§ EXERCISE DESCRIPTION
Every line of the records below that holds the word "collect" should be copied out.

§ RECORDS FOR PROCESSING
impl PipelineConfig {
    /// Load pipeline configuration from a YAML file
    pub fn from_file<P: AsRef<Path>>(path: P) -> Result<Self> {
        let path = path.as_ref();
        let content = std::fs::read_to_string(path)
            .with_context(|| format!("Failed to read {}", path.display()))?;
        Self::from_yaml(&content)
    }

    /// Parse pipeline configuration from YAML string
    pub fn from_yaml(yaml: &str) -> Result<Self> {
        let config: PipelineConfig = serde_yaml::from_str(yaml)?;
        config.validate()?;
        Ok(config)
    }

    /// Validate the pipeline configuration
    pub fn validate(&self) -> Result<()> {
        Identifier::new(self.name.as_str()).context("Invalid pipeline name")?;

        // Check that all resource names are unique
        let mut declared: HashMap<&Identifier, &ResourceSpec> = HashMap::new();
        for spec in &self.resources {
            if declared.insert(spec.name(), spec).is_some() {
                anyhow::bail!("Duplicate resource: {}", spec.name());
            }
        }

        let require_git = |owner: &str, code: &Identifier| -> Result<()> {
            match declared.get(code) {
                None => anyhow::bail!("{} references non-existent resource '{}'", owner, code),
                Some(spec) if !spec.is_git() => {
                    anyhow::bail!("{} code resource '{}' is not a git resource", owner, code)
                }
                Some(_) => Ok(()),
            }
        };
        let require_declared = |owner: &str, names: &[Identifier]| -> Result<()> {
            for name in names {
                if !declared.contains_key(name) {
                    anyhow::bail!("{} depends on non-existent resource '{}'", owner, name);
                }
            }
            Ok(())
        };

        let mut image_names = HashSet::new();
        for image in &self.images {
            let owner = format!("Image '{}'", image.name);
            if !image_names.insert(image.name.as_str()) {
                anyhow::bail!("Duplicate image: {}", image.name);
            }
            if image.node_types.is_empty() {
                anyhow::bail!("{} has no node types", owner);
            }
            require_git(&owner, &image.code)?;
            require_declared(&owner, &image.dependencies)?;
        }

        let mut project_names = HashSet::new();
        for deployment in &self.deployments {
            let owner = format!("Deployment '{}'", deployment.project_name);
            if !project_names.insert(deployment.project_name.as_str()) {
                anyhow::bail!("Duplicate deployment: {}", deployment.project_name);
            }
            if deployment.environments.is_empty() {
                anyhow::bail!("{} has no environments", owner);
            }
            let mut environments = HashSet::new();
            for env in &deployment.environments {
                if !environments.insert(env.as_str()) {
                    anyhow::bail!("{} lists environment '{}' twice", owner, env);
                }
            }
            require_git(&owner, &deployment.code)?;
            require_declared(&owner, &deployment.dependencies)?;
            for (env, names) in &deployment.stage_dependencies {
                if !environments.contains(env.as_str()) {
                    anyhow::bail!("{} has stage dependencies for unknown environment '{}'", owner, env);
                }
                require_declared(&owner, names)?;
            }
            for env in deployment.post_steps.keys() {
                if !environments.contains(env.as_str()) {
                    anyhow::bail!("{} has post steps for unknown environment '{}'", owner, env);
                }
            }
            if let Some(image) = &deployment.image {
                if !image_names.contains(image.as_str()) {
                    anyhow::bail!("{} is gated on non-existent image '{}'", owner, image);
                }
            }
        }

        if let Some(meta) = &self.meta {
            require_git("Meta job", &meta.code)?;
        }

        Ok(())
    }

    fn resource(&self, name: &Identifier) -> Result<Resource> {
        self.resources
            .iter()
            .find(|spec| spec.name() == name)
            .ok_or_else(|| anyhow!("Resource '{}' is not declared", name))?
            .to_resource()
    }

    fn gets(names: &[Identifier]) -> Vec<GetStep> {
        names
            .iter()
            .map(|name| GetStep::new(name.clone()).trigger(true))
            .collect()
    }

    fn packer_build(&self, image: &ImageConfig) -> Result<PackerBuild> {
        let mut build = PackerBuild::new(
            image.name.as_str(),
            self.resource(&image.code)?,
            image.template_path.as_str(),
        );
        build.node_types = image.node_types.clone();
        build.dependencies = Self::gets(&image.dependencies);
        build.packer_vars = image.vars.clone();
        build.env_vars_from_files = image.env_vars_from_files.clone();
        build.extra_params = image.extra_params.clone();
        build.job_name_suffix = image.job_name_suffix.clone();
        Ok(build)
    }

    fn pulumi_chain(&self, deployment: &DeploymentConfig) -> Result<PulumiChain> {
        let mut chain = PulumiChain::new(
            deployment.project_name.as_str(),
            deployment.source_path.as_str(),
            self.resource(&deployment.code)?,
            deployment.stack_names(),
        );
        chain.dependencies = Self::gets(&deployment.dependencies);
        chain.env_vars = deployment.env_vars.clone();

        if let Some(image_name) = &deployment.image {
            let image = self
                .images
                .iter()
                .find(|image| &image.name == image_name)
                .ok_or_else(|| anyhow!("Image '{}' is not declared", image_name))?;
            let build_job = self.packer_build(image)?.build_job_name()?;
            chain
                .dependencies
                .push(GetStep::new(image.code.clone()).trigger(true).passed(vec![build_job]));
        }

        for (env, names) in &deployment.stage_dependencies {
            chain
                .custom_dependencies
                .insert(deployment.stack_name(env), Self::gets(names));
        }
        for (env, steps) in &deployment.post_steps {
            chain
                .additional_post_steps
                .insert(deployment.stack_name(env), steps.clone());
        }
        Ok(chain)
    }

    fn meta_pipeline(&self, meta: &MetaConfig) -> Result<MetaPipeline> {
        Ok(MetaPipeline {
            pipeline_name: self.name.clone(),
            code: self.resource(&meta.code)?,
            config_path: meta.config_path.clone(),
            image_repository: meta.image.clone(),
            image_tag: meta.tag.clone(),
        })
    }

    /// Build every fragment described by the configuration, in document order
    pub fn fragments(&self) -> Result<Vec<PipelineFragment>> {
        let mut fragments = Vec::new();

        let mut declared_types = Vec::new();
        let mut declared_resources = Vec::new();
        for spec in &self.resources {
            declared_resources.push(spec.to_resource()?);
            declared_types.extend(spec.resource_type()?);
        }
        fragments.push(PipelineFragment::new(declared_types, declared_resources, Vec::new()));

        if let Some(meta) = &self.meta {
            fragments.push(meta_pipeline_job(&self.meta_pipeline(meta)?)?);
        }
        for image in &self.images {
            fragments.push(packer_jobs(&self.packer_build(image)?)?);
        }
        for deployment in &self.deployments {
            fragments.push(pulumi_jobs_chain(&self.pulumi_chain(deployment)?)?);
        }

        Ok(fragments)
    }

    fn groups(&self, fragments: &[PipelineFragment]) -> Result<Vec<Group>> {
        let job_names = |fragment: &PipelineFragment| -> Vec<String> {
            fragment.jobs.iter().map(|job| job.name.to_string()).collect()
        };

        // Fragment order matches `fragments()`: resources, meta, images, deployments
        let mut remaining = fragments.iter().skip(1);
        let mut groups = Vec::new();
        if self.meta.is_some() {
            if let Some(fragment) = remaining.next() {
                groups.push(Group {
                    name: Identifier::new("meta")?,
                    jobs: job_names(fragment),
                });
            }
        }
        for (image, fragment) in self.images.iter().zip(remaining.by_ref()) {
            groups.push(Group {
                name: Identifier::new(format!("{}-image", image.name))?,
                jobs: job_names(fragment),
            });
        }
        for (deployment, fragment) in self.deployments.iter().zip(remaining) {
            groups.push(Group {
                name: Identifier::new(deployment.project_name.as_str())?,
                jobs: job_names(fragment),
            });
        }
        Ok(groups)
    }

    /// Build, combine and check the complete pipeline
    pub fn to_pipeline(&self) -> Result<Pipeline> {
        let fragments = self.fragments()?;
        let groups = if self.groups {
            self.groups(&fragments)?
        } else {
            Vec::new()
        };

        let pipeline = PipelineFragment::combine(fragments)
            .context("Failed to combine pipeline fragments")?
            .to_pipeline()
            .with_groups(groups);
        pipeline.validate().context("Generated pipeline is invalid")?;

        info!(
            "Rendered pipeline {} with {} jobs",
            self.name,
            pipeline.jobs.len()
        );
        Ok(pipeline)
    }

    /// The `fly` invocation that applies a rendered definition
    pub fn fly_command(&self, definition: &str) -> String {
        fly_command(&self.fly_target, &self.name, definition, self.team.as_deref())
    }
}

§ RESULT OF THE TASK
            .collect()
            fragment.jobs.iter().map(|job| job.name.to_string()).collect()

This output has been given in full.